### SUPPLIED DATA
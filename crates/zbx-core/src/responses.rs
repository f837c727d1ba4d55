//! Response types printed by the `zbx-audit` binary.

use serde::{Deserialize, Serialize};

use crate::enums::{EntityKind, GroupBy, RecordKind, ReportLayout};

/// One report file written by a run.
#[derive(Debug, Clone, Serialize, Deserialize, PartialEq, Eq)]
pub struct ReportFileSummary {
    pub path: String,
    pub group_space: EntityKind,
    /// `None` for combined files.
    pub kind: Option<RecordKind>,
    pub rows: usize,
}

/// Summary printed after a successful audit run.
#[derive(Debug, Clone, Serialize, Deserialize, PartialEq, Eq)]
pub struct AuditSummary {
    pub endpoint: String,
    pub group_by: GroupBy,
    pub layout: ReportLayout,
    pub hosts_checked: usize,
    pub templates_checked: usize,
    pub unsupported_items: usize,
    pub unsupported_discovery_rules: usize,
    pub files: Vec<ReportFileSummary>,
}

impl AuditSummary {
    #[must_use]
    pub const fn total_findings(&self) -> usize {
        self.unsupported_items + self.unsupported_discovery_rules
    }
}
//! Error-text normalization.

/// Make error text safe for a single physical report line.
///
/// Every `\n` and `\r` becomes one space, then surrounding whitespace is
/// trimmed. Nothing else is touched: tabs, commas, and quotes are left for the
/// exporter to escape.
#[must_use]
pub fn normalize(text: &str) -> String {
    text.replace(['\n', '\r'], " ").trim().to_string()
}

### EXERCISE PROMPT
Every line of the records containing the word "printed" must appear in the answer.

### THE ANSWER
//! Response types printed by the `zbx-audit` binary.
/// Summary printed after a successful audit run.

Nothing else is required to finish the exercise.